Le projet de recolonisation du Congo par l’Occident

Le projet de recolonisation du Congo par l’Occident 1024 578 Ingeta

Par Mufoncol Tshiyoyo

Le projet de recolonisation du Congo par l’Occident passe par la promotion du rôle de la religion dans la société ainsi que par l’affaiblissement de l’action politique.

« Les vérités tuent. [Et] celles que l’on tait deviennent vénéneuses ». Je ne voudrais pas courir le risque d’étouffer, en moi, l’idée de révolte qui traverse mon esprit à un moment si particulier de l’histoire du Congo-Kinshasa. Il ne le faudrait pas, surtout quand on assiste à l’« affaiblissement » de l’action politique dans son pays. En fait, « à quoi sert le pouvoir politique, si ce n’est de donner sa chance à l’impossible ».

Donner sa chance à l’impossible

Et au Congo-Kinshasa, comment donner sa chance à l’impossible, lorsque des « acteurs », qui sont supposés être politiques, se cachent et cachent désormais leur immaturité, – incompétence politique notoire-, derrière leur affiliation religieuse et chrétienne. Tout le monde se découvre religieux et surtout chrétien. N’est-ce pas étonnant, que les uns choisissent de parler politique et gestion de cité, par la voix des prêtres catholiques ? Tandis que d’autres, dans l’intention de s’opposer à l’Eglise Catholique Romaine, tombent bêtement aussi dans le piège de la guerre non déclarée des religions ? Et cette situation de conflit, par groupements religieux interposés, ne peut que contenter des forces de nuisance qui attendent d’en tirer des dividendes réels. La Kabilie, cheval de Troie de Paul Kagamé à Kinshasa, recourt à son tour à la parole préférentielle du religieux protestant. Les deux camps, que tout semble opposé et qui viennent d’abandonner leur leadership au christianisme, communiquent par voie des messages à décoder de l’Église Catholique ainsi que celle de l’Eglise protestante. Le siège spirituel de l’Église protestante se trouve aussi, comme par enchantement, à l’extérieur du Congo.

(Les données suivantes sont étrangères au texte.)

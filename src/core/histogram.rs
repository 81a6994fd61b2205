//! Weighted histograms and Otsu threshold selection.
//!
//! Buckets have a fixed width derived from the sample range; counts are sums
//! of sample weights and each bucket reports the weighted mean of the samples
//! it received (its centre when empty).

use crate::types::{SarError, SarResult};
use serde::{Deserialize, Serialize};

/// Limits for histogram construction
#[derive(Debug, Clone, Copy, PartialEq, Serialize, Deserialize)]
pub struct HistogramSpec {
    pub max_buckets: usize,
    pub min_bucket_width: f64,
    /// Samples buffered before falling back to a second binning pass
    pub max_raw: usize,
}

impl Default for HistogramSpec {
    fn default() -> Self {
        Self {
            max_buckets: 255,
            min_bucket_width: 0.001,
            max_raw: 1_000_000,
        }
    }
}

/// Bucket geometry of a histogram
#[derive(Debug, Clone, Copy, PartialEq, Serialize, Deserialize)]
pub struct HistogramLayout {
    pub min: f64,
    pub bucket_width: f64,
    pub buckets: usize,
}

impl HistogramLayout {
    /// Layout covering `[min, max]`
    pub fn new(min: f64, max: f64, spec: &HistogramSpec) -> SarResult<Self> {
        if spec.max_buckets == 0 {
            return Err(SarError::InvalidParameter("max_buckets must be positive".to_string()));
        }
        if !(spec.min_bucket_width > 0.0) {
            return Err(SarError::InvalidParameter(format!(
                "min_bucket_width must be positive, got {}",
                spec.min_bucket_width
            )));
        }
        if !min.is_finite() || !max.is_finite() || max < min {
            return Err(SarError::InvalidParameter(format!("invalid histogram range [{}, {}]", min, max)));
        }
        let range = max - min;
        let bucket_width = (range / spec.max_buckets as f64).max(spec.min_bucket_width);
        let buckets = ((range / bucket_width).ceil() as usize).clamp(1, spec.max_buckets);
        Ok(Self { min, bucket_width, buckets })
    }

    pub fn index(&self, value: f64) -> usize {
        let i = ((value - self.min) / self.bucket_width).floor();
        if i <= 0.0 {
            0
        } else {
            (i as usize).min(self.buckets - 1)
        }
    }

    pub fn centre(&self, index: usize) -> f64 {
        self.min + (index as f64 + 0.5) * self.bucket_width
    }
}

/// Weighted histogram: parallel bucket means and counts
#[derive(Debug, Clone, PartialEq, Serialize, Deserialize)]
pub struct Histogram {
    pub layout: HistogramLayout,
    pub bucket_means: Vec<f64>,
    pub counts: Vec<f64>,
}

/// Partial histogram over a fixed layout, mergeable across tiles
#[derive(Debug, Clone)]
pub struct HistogramAccumulator {
    layout: HistogramLayout,
    weights: Vec<f64>,
    weighted_sums: Vec<f64>,
}

impl HistogramAccumulator {
    pub fn new(layout: HistogramLayout) -> Self {
        Self {
            layout,
            weights: vec![0.0; layout.buckets],
            weighted_sums: vec![0.0; layout.buckets],
        }
    }

    pub fn add(&mut self, value: f64, weight: f64) {
        if weight <= 0.0 || !value.is_finite() {
            return;
        }
        let i = self.layout.index(value);
        self.weights[i] += weight;
        self.weighted_sums[i] += weight * value;
    }

    pub fn merge(mut self, other: &HistogramAccumulator) -> Self {
        for i in 0..self.weights.len() {
            self.weights[i] += other.weights[i];
            self.weighted_sums[i] += other.weighted_sums[i];
        }
        self
    }

    pub fn finish(self) -> Histogram {
        let bucket_means = (0..self.layout.buckets)
            .map(|i| {
                if self.weights[i] > 0.0 {
                    self.weighted_sums[i] / self.weights[i]
                } else {
                    self.layout.centre(i)
                }
            })
            .collect();
        Histogram {
            layout: self.layout,
            bucket_means,
            counts: self.weights,
        }
    }
}

impl Histogram {
    /// Build a histogram from `(value, weight)` samples
    pub fn from_samples(samples: &[(f64, f64)], spec: &HistogramSpec) -> SarResult<Self> {
        let (min, max) = value_range(samples).ok_or_else(|| {
            SarError::DegenerateHistogram("no valid samples to build a histogram from".to_string())
        })?;
        let mut acc = HistogramAccumulator::new(HistogramLayout::new(min, max, spec)?);
        for &(v, w) in samples {
            acc.add(v, w);
        }
        Ok(acc.finish())
    }

    pub fn len(&self) -> usize {
        self.counts.len()
    }

    pub fn is_empty(&self) -> bool {
        self.counts.is_empty()
    }

    pub fn total(&self) -> f64 {
        self.counts.iter().sum()
    }

    pub fn non_empty_buckets(&self) -> usize {
        self.counts.iter().filter(|&&c| c > 0.0).count()
    }

    /// Weighted mean of the binned samples
    pub fn mean(&self) -> Option<f64> {
        let total = self.total();
        if total <= 0.0 {
            return None;
        }
        let sum: f64 = self.bucket_means.iter().zip(&self.counts).map(|(m, c)| m * c).sum();
        Some(sum / total)
    }

    /// Otsu threshold over the bucket means
    pub fn otsu(&self) -> SarResult<OtsuResult> {
        otsu_threshold(&self.bucket_means, &self.counts)
    }

    /// Counts paired with a marker series that carries the maximum count at
    /// the selected threshold bucket
    pub fn chart_series(&self, otsu: &OtsuResult) -> Vec<ChartPoint> {
        let max_count = self.counts.iter().cloned().fold(0.0, f64::max);
        self.bucket_means
            .iter()
            .zip(&self.counts)
            .enumerate()
            .map(|(i, (&value, &count))| ChartPoint {
                value,
                count,
                threshold_marker: if i == otsu.index { max_count } else { 0.0 },
            })
            .collect()
    }
}

/// Minimum and maximum of the positively weighted finite samples
pub(crate) fn value_range(samples: &[(f64, f64)]) -> Option<(f64, f64)> {
    samples
        .iter()
        .filter(|(v, w)| *w > 0.0 && v.is_finite())
        .fold(None, |acc, &(v, _)| match acc {
            None => Some((v, v)),
            Some((lo, hi)) => Some((lo.min(v), hi.max(v))),
        })
}

/// One bar of the diagnostic histogram chart
#[derive(Debug, Clone, Copy, PartialEq, Serialize, Deserialize)]
pub struct ChartPoint {
    pub value: f64,
    pub count: f64,
    pub threshold_marker: f64,
}

/// Outcome of Otsu's method
#[derive(Debug, Clone, PartialEq, Serialize, Deserialize)]
pub struct OtsuResult {
    pub threshold: f64,
    /// Bucket whose mean is the threshold
    pub index: usize,
    /// Between-class sum of squares per bucket (split after that bucket)
    pub bss: Vec<f64>,
}

/// Otsu's method on a discretised distribution.
///
/// For each split `i` in `1..=N` class A holds buckets `[0, i)` and class B
/// the rest; the between-class sum of squares is
/// `countA (meanA - mean)^2 + countB (meanB - mean)^2` with empty classes
/// contributing zero. The threshold is the mean of bucket `i - 1` for the
/// last split reaching the maximum.
pub fn otsu_threshold(means: &[f64], counts: &[f64]) -> SarResult<OtsuResult> {
    if means.len() != counts.len() {
        return Err(SarError::InvalidParameter(format!(
            "{} bucket means but {} counts",
            means.len(),
            counts.len()
        )));
    }
    let total: f64 = counts.iter().sum();
    let non_empty = counts.iter().filter(|&&c| c > 0.0).count();
    if !(total > 0.0) || non_empty < 2 {
        return Err(SarError::DegenerateHistogram(format!(
            "{} buckets, {} non-empty, total weight {}",
            counts.len(),
            non_empty,
            total
        )));
    }

    let sum: f64 = means.iter().zip(counts).map(|(m, c)| m * c).sum();
    let mean = sum / total;
    let empty_eps = total * 1e-12;

    let mut bss = Vec::with_capacity(counts.len());
    let mut a_count = 0.0;
    let mut a_sum = 0.0;
    let mut best_index = 0;
    let mut best = f64::NEG_INFINITY;

    for i in 1..=counts.len() {
        a_count += counts[i - 1];
        a_sum += counts[i - 1] * means[i - 1];
        let b_count = total - a_count;

        let a_term = if a_count > 0.0 {
            a_count * (a_sum / a_count - mean).powi(2)
        } else {
            0.0
        };
        let b_term = if b_count > empty_eps {
            b_count * ((sum - a_sum) / b_count - mean).powi(2)
        } else {
            0.0
        };
        let value = a_term + b_term;
        bss.push(value);

        if value >= best {
            best = value;
            best_index = i - 1;
        }
    }

    Ok(OtsuResult {
        threshold: means[best_index],
        index: best_index,
        bss,
    })
}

Il y a quand même lieu de se demander comment le Congo-Kinshasa est arrivé à cet état des choses où ce sont le religieux et la religion qui prédominent au sein de l’ordre régnant. Ce serait même merveilleux pour certain, à la limite un effet dû au hasard, à la normalité des choses, que la situation du Congo corresponde aujourd’hui à la réalité telle que décrite précédemment : la prise en charge de la politique par des commis religieux. Par contre, pour des gens comme nous, moi en particulier, tout est issu d’un long processus de déstabilisation du pays. Et aujourd’hui, on assiste justement à l’aboutissement, voire à l’accomplissement du projet de l’Occident, qui a été conçu et exécuté dans des laboratoires à idées où se discutent et se décident les conditions de la domination du nègre congolais.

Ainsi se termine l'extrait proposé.